Origine et histoire du Musée-hôtel Le Vergeur
Le musée-hôtel Le Vergeur, situé à Reims (Marne, Grand Est), occupe un hôtel particulier classé au titre des monuments historiques le 1er mars 1990. Il se trouve sur la place du Forum, à l'angle de la rue du Marc, entre la maison des comtes de Champagne et le cryptoportique. L'ensemble se compose de deux corps de bâtiment : l'un, d'origine médiévale (XIIIe siècle) et anciennement possédé par Eudes de Bourgogne, l'autre, de la Renaissance (XVIe siècle), largement remanié après la Première Guerre mondiale. De l'édifice du XIIIe siècle subsiste surtout une salle à fenêtres gothiques, dotée d'un plafond à la française auquel Viollet-le-Duc a consacré des observations. Le corps datant du XVIe siècle, le long de la rue du Marc, a été profondément transformé dans le style de la Renaissance par Nicolas Le Vergeur, baron de Challerange, vicomte de Cramail et comte de Saint-Souplet, dont le nom a donné celui de l'hôtel. Côté cour, deux séries décoratives se lisent : huit médaillons figurant des visages et six panneaux représentant des scènes et emblèmes de l'époque — la découverte des Indes américaines, des cavaliers à l'orientale, les armes de la famille Le Vergeur accompagnées d'un chardon et de l'anagramme GLACE.SUR.OV.RIEN, des lansquenets en querelle puis réconciliés, et deux cavaliers en tournoi. Dans la cave, un pilier porte l'inscription suivante : « Cy git vénérable religieux maistre Pierre Derclé Docteur en Théologie Jadis Prieur de céans 1486. »
En 1662 l'hôtel passa à Nicolas Coquebert, qui apposa son monogramme (un N et deux C entrelacés) sur une fenêtre du premier étage. La famille Beguin de Savigny fit édifier le porche actuel de la rue du Marc et remania les ouvertures, puis la maison appartint au XIXe siècle aux familles Clicquot-Ponsardin — qui lui donna le surnom de « maison Couvert » en lien avec la marque de champagne — puis Belleau. À l'approche de la Première Guerre mondiale, des acquéreurs américains envisageaient d'acheter la salle médiévale et le plafond de la Renaissance ; le rachat complet par la Société des Amis du Vieux Reims (SAVR), sous l'impulsion de son président Hugues Krafft, en empêcha la dispersion. L'hôtel fut fortement endommagé pendant la guerre, un incendie ne laissant que les murs ; Hugues Krafft le fit relever et restaurer au plus près de l'ancien par l'architecte Adolphe Prost, en fit sa demeure et y présenta ses collections. À son décès en 1935, il légua l'ensemble à l'association, qui transforma le lieu en musée ; depuis le 1er janvier 2019, la gestion scientifique du musée Le Vergeur est assurée par le musée des Beaux-Arts.

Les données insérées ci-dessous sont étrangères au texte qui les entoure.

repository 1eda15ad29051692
pub mod domain;
pub mod protocol;
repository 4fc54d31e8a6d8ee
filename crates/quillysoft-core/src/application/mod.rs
//! Application layer for QuillySoft.
//!
//! This layer contains:
//! - **Services**: Use case orchestration (TemplateEngine, ConfigResolver, TemplateCatalog)
//! - **Ports**: Interface definitions (traits) for external dependencies
//! - **Errors**: Application-specific error types
//!
//! The application layer coordinates the domain layer. Data rules live in
//! `crate::domain`; the marker syntax itself is implemented by a
//! [`TemplateRenderer`] adapter.

pub mod error;
pub mod ports;
pub mod services;

// Re-export main services
pub use services::{
    CatalogSummary, ConfigResolver, ConfigSource, LoadedConfiguration, TemplateCatalog,
    TemplateEngine,
};

// Re-export port traits (for adapter implementation)
pub use ports::{Filesystem, TemplateRenderer, TemplateSource, TemplateStore};

pub use error::ApplicationError;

La cour et le jardin sont aménagés en promenade architecturale et accueillent des vestiges rapportés de la ville, notamment des arcades romanes du XIIe siècle provenant de l'ancienne église des Templiers, le portail du cloître de Saint-Pierre-le-Vieil (XVIe siècle), le portail XVIIe de l'hôpital Saint-Marcoul, ainsi que des fragments sculptés et un gisant de chevalier du Temple. Le musée, créé en 1932, conserve les collections rassemblées par Hugues Krafft et appartenant à la Société des Amis du Vieux Reims. Elles couvrent la période de l'Antiquité au XXe siècle et comprennent notamment cinquante gravures d'Albrecht Dürer, du mobilier Renaissance et néogothique, des œuvres d'Asie et d'Orient du XIXe siècle récoltées lors des voyages de Krafft, ainsi que des salles reconstituées en situation XIXe (chambres, cuisine, salle de bains, fumoir), un jardin, une promenade architecturale et la poupée Bleuette. Le fonds s'est enrichi de dons, parmi lesquels la famille Pommery a offert deux bustes représentant Alexandrine et Louis Pommery et deux portraits, et figurent aussi des aquarelles d'Eugène Auger (dont Rue de l'Écrevisse), La cour du chapitre par Auger, Louise Pommery par Baschet, des statues en ivoire, une cheminée Renaissance et Le sacre de Henri III par Antoine Caron. Le musée accueille par ailleurs des expositions temporaires et des événements culturels variés, tels que des concerts et des spectacles présentés lors de manifestations locales.